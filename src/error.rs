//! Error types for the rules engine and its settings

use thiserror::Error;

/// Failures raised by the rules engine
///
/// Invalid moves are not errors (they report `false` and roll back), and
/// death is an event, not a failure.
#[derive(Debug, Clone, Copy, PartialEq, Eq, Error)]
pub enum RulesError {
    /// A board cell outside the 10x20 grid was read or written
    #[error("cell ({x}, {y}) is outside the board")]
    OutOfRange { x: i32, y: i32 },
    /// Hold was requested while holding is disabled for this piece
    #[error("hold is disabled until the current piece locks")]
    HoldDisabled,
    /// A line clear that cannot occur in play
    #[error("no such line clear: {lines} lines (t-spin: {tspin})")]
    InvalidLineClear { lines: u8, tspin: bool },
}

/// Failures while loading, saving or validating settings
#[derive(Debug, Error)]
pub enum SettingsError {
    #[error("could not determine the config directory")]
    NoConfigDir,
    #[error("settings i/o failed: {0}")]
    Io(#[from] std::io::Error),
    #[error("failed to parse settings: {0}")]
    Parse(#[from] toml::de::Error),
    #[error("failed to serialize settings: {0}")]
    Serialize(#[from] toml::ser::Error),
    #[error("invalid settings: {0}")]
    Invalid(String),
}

...

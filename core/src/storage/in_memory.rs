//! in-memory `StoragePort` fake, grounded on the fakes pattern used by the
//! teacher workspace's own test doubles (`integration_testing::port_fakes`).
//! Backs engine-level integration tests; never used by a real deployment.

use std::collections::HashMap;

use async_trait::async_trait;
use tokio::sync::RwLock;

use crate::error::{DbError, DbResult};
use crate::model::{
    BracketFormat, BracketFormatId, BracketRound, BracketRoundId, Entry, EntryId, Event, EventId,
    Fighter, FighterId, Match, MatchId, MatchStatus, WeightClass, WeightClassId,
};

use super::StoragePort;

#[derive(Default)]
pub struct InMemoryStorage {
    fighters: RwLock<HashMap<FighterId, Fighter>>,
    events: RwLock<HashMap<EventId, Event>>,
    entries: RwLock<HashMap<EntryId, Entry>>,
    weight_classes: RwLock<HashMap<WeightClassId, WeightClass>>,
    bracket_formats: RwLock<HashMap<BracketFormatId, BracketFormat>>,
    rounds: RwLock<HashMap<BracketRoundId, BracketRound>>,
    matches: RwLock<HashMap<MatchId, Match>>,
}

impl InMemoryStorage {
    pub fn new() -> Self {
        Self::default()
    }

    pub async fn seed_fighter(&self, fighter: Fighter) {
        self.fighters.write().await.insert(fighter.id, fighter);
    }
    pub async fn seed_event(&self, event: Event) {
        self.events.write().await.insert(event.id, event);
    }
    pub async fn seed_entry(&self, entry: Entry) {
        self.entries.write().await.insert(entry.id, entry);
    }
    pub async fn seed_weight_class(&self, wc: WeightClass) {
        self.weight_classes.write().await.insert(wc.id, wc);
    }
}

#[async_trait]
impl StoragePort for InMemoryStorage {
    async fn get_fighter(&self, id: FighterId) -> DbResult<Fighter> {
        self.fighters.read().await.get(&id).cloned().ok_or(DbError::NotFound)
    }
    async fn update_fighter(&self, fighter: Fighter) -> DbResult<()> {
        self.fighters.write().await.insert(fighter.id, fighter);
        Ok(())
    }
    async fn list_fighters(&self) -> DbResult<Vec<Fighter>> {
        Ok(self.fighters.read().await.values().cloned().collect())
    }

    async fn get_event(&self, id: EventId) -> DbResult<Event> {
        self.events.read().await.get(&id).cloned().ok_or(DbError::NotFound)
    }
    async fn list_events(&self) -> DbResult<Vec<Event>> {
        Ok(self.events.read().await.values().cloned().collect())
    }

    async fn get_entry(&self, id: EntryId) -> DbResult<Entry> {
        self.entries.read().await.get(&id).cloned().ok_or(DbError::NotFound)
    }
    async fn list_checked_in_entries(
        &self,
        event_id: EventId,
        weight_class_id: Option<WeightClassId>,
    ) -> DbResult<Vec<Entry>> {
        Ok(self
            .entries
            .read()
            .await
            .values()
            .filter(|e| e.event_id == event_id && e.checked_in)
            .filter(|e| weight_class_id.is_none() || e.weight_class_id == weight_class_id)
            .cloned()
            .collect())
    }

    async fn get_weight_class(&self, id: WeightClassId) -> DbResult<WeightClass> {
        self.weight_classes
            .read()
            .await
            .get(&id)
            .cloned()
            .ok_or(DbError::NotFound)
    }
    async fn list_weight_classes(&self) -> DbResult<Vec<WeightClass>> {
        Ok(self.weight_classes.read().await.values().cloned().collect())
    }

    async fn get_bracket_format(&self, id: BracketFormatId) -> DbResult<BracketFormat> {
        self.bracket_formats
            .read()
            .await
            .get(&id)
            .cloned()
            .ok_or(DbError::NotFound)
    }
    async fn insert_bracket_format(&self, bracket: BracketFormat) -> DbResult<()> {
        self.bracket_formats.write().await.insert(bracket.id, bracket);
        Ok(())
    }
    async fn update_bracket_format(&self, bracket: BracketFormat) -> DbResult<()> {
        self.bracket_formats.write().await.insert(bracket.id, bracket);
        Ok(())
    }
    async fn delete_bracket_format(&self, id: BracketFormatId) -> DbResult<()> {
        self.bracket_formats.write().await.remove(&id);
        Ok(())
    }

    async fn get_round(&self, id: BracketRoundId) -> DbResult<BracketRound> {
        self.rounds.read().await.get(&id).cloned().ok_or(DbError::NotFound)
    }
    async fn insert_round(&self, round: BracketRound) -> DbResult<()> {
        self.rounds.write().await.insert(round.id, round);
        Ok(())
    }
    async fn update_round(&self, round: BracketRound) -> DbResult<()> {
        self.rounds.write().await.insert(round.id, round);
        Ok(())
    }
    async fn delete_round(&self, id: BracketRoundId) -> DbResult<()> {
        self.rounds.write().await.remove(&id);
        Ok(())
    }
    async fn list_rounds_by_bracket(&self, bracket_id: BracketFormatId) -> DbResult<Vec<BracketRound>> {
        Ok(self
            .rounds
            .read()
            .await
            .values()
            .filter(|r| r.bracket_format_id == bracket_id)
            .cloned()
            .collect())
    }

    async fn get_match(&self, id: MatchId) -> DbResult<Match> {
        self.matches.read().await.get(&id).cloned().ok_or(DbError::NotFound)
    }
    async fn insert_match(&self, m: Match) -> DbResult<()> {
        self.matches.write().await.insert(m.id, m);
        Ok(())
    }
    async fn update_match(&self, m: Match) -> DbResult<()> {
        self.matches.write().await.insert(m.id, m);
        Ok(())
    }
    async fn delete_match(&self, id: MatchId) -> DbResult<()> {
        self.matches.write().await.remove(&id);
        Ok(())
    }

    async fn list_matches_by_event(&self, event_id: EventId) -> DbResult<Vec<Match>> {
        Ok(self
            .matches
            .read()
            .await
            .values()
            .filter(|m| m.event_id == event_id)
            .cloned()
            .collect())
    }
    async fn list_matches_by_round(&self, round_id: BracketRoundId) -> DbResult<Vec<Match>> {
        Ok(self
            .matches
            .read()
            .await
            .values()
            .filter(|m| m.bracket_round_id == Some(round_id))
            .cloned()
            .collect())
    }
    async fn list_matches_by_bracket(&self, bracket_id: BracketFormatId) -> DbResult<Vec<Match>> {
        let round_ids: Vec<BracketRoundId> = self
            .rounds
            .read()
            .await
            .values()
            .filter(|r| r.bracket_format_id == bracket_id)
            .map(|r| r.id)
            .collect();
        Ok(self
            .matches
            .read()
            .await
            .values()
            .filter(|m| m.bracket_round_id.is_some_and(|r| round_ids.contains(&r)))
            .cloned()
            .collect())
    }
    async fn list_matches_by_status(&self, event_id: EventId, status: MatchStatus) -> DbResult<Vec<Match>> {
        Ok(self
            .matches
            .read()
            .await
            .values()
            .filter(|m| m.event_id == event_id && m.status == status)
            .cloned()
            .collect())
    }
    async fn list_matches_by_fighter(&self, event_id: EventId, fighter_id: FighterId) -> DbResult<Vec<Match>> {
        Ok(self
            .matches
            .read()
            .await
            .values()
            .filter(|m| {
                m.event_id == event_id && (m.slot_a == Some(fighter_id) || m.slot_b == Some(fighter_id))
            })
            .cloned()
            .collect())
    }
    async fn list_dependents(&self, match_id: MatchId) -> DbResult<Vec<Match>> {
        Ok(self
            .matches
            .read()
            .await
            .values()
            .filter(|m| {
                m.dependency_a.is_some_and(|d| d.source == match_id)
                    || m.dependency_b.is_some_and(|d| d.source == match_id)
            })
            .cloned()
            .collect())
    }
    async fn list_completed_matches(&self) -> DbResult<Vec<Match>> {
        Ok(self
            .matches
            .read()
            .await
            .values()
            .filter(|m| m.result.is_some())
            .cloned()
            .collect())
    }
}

---

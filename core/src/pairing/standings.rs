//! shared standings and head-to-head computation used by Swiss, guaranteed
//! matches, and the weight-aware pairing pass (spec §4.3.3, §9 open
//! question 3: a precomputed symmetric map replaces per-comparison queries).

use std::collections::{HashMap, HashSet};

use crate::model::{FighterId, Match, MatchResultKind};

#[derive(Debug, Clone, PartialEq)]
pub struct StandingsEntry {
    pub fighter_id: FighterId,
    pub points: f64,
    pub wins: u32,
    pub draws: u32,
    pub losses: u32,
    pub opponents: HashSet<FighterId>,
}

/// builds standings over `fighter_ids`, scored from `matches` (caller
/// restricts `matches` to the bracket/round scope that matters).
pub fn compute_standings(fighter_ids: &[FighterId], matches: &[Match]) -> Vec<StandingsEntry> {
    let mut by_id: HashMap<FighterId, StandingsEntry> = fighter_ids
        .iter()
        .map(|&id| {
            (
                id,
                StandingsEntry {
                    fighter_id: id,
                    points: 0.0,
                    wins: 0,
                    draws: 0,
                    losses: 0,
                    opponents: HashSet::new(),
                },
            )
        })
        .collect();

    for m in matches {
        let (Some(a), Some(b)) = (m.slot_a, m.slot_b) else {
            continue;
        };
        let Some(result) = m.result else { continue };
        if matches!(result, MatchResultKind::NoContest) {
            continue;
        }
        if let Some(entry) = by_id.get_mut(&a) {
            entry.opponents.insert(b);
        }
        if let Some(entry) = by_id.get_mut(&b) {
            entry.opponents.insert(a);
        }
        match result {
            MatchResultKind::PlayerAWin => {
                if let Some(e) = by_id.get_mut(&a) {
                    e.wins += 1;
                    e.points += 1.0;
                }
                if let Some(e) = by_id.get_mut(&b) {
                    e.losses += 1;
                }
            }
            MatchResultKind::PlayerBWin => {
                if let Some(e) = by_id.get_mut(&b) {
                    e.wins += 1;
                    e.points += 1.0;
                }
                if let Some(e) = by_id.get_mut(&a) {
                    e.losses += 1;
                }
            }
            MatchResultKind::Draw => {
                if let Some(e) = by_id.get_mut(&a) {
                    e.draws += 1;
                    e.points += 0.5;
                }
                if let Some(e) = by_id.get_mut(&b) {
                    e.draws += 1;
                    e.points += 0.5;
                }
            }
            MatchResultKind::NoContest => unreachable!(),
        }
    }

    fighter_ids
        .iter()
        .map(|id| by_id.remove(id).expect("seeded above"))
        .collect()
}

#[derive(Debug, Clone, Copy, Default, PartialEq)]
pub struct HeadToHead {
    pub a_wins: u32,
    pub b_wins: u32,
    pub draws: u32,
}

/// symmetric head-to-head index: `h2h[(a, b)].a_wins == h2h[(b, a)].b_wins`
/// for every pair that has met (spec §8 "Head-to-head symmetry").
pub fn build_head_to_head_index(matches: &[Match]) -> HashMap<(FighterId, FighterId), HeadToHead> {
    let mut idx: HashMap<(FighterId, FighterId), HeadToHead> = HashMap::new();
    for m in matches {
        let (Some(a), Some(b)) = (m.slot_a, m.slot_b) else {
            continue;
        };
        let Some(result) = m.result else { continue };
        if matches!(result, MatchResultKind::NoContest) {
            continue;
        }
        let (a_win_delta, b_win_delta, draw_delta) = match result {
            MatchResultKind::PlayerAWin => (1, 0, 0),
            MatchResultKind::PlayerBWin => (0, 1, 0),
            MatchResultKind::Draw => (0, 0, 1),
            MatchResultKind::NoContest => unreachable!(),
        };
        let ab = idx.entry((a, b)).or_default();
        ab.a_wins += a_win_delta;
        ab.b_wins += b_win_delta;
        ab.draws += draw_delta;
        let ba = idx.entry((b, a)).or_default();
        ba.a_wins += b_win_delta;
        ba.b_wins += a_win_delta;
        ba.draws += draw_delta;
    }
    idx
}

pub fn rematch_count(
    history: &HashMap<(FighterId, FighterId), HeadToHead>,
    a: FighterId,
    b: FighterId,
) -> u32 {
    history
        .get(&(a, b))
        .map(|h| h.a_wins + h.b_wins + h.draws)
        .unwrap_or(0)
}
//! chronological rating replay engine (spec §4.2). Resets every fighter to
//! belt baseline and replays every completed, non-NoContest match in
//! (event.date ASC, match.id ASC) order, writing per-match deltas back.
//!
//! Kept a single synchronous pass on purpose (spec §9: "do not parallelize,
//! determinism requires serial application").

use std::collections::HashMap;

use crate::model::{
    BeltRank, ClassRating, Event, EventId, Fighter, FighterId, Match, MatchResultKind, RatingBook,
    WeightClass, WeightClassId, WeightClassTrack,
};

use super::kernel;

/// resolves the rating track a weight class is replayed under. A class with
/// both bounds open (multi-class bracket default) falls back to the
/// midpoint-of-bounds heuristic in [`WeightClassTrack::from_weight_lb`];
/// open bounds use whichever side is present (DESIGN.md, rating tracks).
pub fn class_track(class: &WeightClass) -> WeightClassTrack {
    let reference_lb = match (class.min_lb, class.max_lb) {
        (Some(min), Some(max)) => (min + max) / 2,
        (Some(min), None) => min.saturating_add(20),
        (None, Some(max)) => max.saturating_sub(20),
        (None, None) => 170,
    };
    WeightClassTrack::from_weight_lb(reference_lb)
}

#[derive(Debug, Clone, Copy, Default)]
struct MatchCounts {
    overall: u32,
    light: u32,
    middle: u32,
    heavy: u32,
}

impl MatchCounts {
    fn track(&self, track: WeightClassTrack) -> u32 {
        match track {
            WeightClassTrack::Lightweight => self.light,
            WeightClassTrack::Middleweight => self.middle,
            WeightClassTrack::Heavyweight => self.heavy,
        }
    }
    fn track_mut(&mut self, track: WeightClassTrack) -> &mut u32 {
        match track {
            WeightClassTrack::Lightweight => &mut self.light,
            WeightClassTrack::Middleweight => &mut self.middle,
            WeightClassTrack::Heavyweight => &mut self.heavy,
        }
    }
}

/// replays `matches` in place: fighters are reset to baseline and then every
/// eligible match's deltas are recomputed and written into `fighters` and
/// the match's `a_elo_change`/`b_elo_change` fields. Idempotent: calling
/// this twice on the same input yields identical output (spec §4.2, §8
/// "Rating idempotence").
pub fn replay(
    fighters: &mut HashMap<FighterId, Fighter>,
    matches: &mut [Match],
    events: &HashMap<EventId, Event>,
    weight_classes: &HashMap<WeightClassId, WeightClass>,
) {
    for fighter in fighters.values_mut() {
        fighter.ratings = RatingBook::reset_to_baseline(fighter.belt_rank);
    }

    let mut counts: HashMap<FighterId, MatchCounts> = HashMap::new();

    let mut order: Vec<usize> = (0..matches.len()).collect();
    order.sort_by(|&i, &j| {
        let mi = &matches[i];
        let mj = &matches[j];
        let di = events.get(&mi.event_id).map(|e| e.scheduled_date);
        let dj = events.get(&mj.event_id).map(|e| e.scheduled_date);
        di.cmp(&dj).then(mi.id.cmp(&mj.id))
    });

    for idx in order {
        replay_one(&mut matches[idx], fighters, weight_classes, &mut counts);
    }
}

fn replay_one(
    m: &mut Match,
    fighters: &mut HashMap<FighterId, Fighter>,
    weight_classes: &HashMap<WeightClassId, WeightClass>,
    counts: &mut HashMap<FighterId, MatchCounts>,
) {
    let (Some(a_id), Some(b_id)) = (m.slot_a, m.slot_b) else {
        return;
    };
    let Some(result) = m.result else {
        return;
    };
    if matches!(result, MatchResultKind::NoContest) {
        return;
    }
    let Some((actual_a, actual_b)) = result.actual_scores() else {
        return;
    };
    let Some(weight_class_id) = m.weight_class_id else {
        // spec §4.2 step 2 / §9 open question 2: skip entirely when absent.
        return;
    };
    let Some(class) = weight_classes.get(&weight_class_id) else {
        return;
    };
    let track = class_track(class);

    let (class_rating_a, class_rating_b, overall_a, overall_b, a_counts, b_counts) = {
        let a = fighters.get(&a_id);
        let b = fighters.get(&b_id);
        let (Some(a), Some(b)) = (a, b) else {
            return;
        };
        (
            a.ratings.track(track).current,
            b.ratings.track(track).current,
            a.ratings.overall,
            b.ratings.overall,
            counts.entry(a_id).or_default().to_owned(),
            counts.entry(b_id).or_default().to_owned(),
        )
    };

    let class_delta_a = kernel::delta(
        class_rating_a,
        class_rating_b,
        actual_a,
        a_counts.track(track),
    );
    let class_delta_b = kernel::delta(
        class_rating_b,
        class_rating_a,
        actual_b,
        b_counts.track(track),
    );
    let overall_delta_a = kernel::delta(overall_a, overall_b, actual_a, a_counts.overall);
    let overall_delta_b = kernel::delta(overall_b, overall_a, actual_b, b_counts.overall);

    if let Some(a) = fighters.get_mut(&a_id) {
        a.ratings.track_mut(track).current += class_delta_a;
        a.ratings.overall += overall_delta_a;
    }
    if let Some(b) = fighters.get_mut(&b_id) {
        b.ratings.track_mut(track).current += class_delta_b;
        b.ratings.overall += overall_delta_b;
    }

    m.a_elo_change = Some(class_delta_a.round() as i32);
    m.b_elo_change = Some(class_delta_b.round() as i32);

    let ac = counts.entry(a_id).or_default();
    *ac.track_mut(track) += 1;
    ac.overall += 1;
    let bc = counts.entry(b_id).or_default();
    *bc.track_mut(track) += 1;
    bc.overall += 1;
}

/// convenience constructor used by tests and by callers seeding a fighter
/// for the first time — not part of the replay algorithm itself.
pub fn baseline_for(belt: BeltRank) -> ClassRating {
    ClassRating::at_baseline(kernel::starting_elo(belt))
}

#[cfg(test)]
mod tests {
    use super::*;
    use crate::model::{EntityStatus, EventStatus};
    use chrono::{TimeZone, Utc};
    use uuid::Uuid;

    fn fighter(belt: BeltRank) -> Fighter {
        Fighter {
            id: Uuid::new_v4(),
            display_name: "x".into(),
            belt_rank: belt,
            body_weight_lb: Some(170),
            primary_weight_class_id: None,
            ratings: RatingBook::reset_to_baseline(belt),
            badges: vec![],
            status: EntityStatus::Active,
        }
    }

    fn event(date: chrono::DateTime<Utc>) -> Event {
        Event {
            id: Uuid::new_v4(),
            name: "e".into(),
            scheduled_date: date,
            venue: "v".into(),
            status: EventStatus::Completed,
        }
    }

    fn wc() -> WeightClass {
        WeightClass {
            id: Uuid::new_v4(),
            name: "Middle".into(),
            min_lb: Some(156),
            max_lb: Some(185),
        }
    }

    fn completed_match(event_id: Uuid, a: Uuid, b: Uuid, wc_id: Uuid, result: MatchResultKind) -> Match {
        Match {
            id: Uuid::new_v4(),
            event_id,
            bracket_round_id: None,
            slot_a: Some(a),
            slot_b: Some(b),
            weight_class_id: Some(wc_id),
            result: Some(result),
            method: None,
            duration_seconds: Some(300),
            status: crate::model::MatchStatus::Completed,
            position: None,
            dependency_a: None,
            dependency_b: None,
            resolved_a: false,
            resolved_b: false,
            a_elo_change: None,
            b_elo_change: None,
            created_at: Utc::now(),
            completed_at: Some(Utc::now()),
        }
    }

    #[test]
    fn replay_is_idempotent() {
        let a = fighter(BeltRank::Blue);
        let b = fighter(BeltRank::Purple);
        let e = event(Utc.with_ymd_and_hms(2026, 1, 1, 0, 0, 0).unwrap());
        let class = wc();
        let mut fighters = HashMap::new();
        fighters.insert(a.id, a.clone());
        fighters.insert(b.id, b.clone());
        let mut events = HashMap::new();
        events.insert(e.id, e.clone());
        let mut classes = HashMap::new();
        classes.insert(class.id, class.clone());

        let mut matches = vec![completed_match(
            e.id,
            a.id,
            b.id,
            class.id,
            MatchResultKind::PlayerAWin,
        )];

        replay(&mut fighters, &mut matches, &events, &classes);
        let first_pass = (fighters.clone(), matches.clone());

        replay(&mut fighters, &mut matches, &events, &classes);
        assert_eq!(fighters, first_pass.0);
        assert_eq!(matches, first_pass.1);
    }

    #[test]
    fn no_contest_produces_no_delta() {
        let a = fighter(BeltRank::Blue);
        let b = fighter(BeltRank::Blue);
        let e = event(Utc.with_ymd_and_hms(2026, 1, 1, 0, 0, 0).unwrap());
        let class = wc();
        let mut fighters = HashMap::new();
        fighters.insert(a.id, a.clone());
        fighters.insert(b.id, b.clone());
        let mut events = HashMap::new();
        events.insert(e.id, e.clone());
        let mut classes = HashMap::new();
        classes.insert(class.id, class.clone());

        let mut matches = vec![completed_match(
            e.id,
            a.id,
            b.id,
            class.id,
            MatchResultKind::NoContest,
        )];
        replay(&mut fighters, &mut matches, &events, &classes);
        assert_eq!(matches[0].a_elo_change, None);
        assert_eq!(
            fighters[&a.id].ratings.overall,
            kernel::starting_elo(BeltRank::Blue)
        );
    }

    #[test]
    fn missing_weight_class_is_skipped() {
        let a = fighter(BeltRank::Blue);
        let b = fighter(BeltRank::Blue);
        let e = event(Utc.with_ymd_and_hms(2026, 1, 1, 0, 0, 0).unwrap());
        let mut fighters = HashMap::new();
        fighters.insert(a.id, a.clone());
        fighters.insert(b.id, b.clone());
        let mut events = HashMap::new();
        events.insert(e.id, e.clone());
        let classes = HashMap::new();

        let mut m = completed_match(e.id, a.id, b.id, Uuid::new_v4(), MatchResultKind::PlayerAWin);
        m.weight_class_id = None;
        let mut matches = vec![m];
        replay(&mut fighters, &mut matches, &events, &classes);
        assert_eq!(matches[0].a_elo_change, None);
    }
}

- [ACTIVITY] In the entries above, how many lines hold the word "engine"? State the number and nothing else.

- [WRITTEN SOLUTION] 4